De Nationale Raad houdt zich reeds geruime tijd met het probleem van de experimenten op mensen bezig. De Nationale Raad onderschrijft de principes vervat in de Verklaring van Helsinki (1975) en de werkzaamheden die erop volgden op het niveau van de CIOMS en het FGWO. De ethische commissies waarvan deze internationale organen gewagen en waarvan de Nationale Raad eens te meer het nut wenst te onderstrepen moeten conform de algemeen geldende ethische regels zijn samengesteld. Het is derhalve onaanvaardbaar dat een ethische commissie bestaat "uit drie geneesheren die gemachtigd zijn om de geneeskunde in België uit te oefenen waaronder ten minste één die onderricht geeft aan de universiteit" zoals met name in artikel 3, 4°, van het ontwerp van koninklijk besluit betreffende klinische proeven met geneesmiddelen, wordt bepaald.

De Nationale Raad heeft een reeks deontologische regels uitgewerkt tot regeling van o.a. de werking en de samenstelling van de ethische commissies en waarvan wij U als bijlage een kopie laten geworden.

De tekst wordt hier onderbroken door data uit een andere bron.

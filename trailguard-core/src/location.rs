use std::sync::Arc;

use chrono::{DateTime, Utc};
use sea_orm::{DatabaseConnection, TransactionTrait};
use tokio::sync::Mutex;
use tracing::{debug, info};
use trailguard_common::{Coordinates, PlausibilityConfig, TrailguardError};
use trailguard_db_entities::LocationSample;

use crate::ledger::location::{insert_location, last_valid_locations};
use crate::plausibility::{LocationVerdict, PlausibilityValidator, TrackedLocation};

/// Accepts location reports, judges them against the user's trail and
/// appends every report to the ledger.
pub struct LocationService {
    validator: PlausibilityValidator,
    db: Arc<Mutex<DatabaseConnection>>,
}

impl LocationService {
    pub fn new(config: PlausibilityConfig, db: Arc<Mutex<DatabaseConnection>>) -> Self {
        Self {
            validator: PlausibilityValidator::new(config),
            db,
        }
    }

    pub fn validator(&self) -> &PlausibilityValidator {
        &self.validator
    }

    /// Validates and records a report made at `now`.
    ///
    /// The record is written whatever the verdict. Out-of-range coordinates
    /// are rejected without consulting the history.
    pub async fn check_location(
        &self,
        user_id: &str,
        candidate: Coordinates,
        now: DateTime<Utc>,
    ) -> Result<LocationVerdict, TrailguardError> {
        let db = self.db.lock().await;
        let txn = db.begin().await?;

        let verdict = match self.validator.check_ranges(&candidate) {
            Err(reason) => LocationVerdict::Rejected(reason),
            Ok(()) => {
                let history: Vec<TrackedLocation> =
                    last_valid_locations(&txn, user_id, self.validator.history_len() as u64)
                        .await?
                        .iter()
                        .map(TrackedLocation::from)
                        .collect();
                self.validator.validate(&candidate, &history, now)
            }
        };

        insert_location(&txn, user_id, candidate, now, &verdict).await?;
        txn.commit().await?;

        match &verdict {
            LocationVerdict::Accepted => {
                debug!(user_id = %user_id, location = %candidate, "Location accepted")
            }
            LocationVerdict::Rejected(reason) => {
                info!(user_id = %user_id, location = %candidate, %reason, "Location rejected")
            }
        }

        Ok(verdict)
    }

    /// Most recent valid samples, newest first
    pub async fn last_valid_locations(
        &self,
        user_id: &str,
        limit: u64,
    ) -> Result<Vec<LocationSample::Model>, TrailguardError> {
        let db = self.db.lock().await;
        last_valid_locations(&*db, user_id, limit).await
    }
}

De Nationale Raad heeft beslist een register bij te houden van alle in ons land bestaande ethische commissies, de samenstelling ervan te controleren en die lijst ter beschikking te stellen van de navorsers. Daarbij zal ervoor gewaakt worden dat voldoende ethische commissies bestaan binnen of buiten de faculteiten geneeskunde en hun aantal beantwoordt aan de noden van onze gemeenschappen. Bedoelde lijst zal worden medegedeeld aan de Minister die de Volksgezondheid onder zijn bevoegdheid heeft. Het zou nuttig zijn dat het koninklijk besluit deze beslissing van de Nationale Raad zou bekrachtigen door hem voormelde opdrachten uitdrukkelijk toe te vertrouwen.

De provinciale raden van de Orde der geneesheren zijn gemachtigd om maatregelen te treffen lastens geneesheren die handelen in strijd met de deontologische regels inzake de biomedische research op proefpersonen zoals door de Nationale Raad uitgevaardigd.

(...)
(zie p. 18 en p. 20)


(*) O.T. nr 32 (1983‑1984) p. 47‑48.